Según la central obrera, el Ejecutivo avanzó más allá de una simple reglamentación y modificó aspectos sustanciales de la Ley de Asociaciones Sindicales.
“Bajo la apariencia de una reglamentación administrativa, se introduce de forma solapada una sobre reglamentación a la Ley de Asociaciones Sindicales 23.551”, sostuvo el comunicado.
Para la organización sindical, algunas de las nuevas disposiciones alteran el espíritu de la legislación vigente y exceden las facultades reglamentarias del Poder Ejecutivo.
“No es potestad del Ejecutivo, a través de ningún decreto, sustituir el debate parlamentario ni reformar por vía indirecta normas que garantizan derechos fundamentales de las trabajadoras y los trabajadores”, agregó.
La CGT, conducida por el triunvirato integrado por Cristian Jerónimo, Jorge Sola y Octavio Argüello, no precisó en el comunicado cuáles son los aspectos específicos de la reglamentación que considera lesivos para la libertad sindical. Aunque cuestionó de manera general los decretos dictados por el Poder Ejecutivo, no identificó artículos concretos ni disposiciones puntuales que motivan ese planteo.
La observación no resulta menor porque la noción de “libertad sindical” tuvo históricamente distintos significados dentro del debate laboral argentino. Durante años, el concepto estuvo asociado a discusiones sobre el alcance de la representación gremial, la participación de sindicatos simplemente inscriptos y la posibilidad de ampliar facultades a organizaciones que no contaban con personería gremial, debates que en numerosas oportunidades encontraron resistencia dentro de sectores tradicionales del movimiento obrero organizado.
En ese contexto, el documento difundido por la central no aclara si utiliza la expresión en ese sentido histórico o si la emplea para cuestionar lo que considera una intervención estatal sobre la autonomía de las organizaciones sindicales.

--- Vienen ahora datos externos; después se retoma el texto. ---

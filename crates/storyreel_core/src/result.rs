//! Agent invocation results.

use crate::AgentStatus;
use serde::{Deserialize, Serialize};
use serde_json::Value;
use std::collections::HashMap;

/// Result of a single agent invocation.
///
/// Produced once per `execute` call and consumed by the orchestrator and
/// pipeline to decide continuation. `error` is set iff `status` is
/// [`AgentStatus::Failed`]; `data` is an opaque payload whose shape is the
/// contract between adjacent stages.
///
/// # Examples
///
/// ```
/// use storyreel_core::AgentResult;
/// use serde_json::json;
///
/// let ok = AgentResult::completed("ScriptAgent", json!({"processed_script": "text"}));
/// assert!(ok.is_completed());
///
/// let bad = AgentResult::failed("ScriptAgent", "empty prompt");
/// assert_eq!(bad.error().as_deref(), Some("empty prompt"));
/// ```
#[derive(Debug, Clone, PartialEq, Serialize, Deserialize, derive_getters::Getters)]
pub struct AgentResult {
    /// Name of the agent that produced this result
    agent_name: String,
    /// Final execution status
    status: AgentStatus,
    /// Opaque stage output
    data: Value,
    /// Error message, set iff the agent failed
    error: Option<String>,
    /// Free-form per-invocation metadata
    metadata: HashMap<String, Value>,
}

impl AgentResult {
    /// Successful result carrying stage output.
    pub fn completed(agent_name: impl Into<String>, data: Value) -> Self {
        Self {
            agent_name: agent_name.into(),
            status: AgentStatus::Completed,
            data,
            error: None,
            metadata: HashMap::new(),
        }
    }

    /// Successful result with metadata attached.
    pub fn completed_with(
        agent_name: impl Into<String>,
        data: Value,
        metadata: HashMap<String, Value>,
    ) -> Self {
        Self {
            agent_name: agent_name.into(),
            status: AgentStatus::Completed,
            data,
            error: None,
            metadata,
        }
    }

    /// Failed result carrying the error message.
    pub fn failed(agent_name: impl Into<String>, error: impl Into<String>) -> Self {
        Self {
            agent_name: agent_name.into(),
            status: AgentStatus::Failed,
            data: Value::Null,
            error: Some(error.into()),
            metadata: HashMap::new(),
        }
    }

    /// Whether the agent completed successfully.
    pub fn is_completed(&self) -> bool {
        self.status == AgentStatus::Completed
    }
}

#[cfg(test)]
mod tests {
    use super::*;
    use serde_json::json;

    #[test]
    fn failed_result_has_null_data_and_error() {
        let result = AgentResult::failed("SegmenterAgent", "no input");
        assert!(!result.is_completed());
        assert_eq!(*result.data(), Value::Null);
        assert_eq!(result.error().as_deref(), Some("no input"));
    }

    #[test]
    fn completed_with_attaches_metadata() {
        let mut meta = HashMap::new();
        meta.insert("segment_count".to_string(), json!(4));
        let result = AgentResult::completed_with("SegmenterAgent", json!({}), meta);
        assert_eq!(result.metadata().get("segment_count"), Some(&json!(4)));
    }
}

El texto se limita a advertir que la reglamentación constituye una “intromisión” en la vida interna de los gremios y una afectación de la libertad sindical.
Libertad sindical y autonomía gremial
La CGT también advirtió que las nuevas normas podrían afectar principios vinculados con la autonomía de las organizaciones sindicales.
“Estas decisiones constituyen una inaceptable intromisión en la vida interna de las organizaciones gremiales”, afirmó la central, que además sostuvo que los cambios impactan sobre derechos reconocidos por la Constitución Nacional y por convenios internacionales de la Organización Internacional del Trabajo (OIT).
En esa línea, el comunicado remarca que “la autonomía sindical, la libre organización y el derecho de las y los trabajadores a darse sus propias formas de representación no pueden quedar sujetas a la discrecionalidad del gobierno de turno”.
Un conflicto que sigue abierto
La reacción de la CGT se produce en medio de la disputa judicial que todavía rodea distintos aspectos de la reforma laboral.
Aunque el Gobierno logró en las últimas semanas avances importantes en los tribunales, tanto en relación con la vigencia de la ley como en la discusión sobre la competencia de los fueros que intervienen en la causa, el debate de fondo sobre la constitucionalidad de varios artículos continúa abierto.
Frente a ese escenario, la central obrera ratificó que continuará impulsando acciones para cuestionar la reforma.

“Continuaremos luchando, en todas las instancias posibles, para garantizar condiciones de empleo dignas y la libertad del movimiento obrero para organizarse”, concluyó el documento.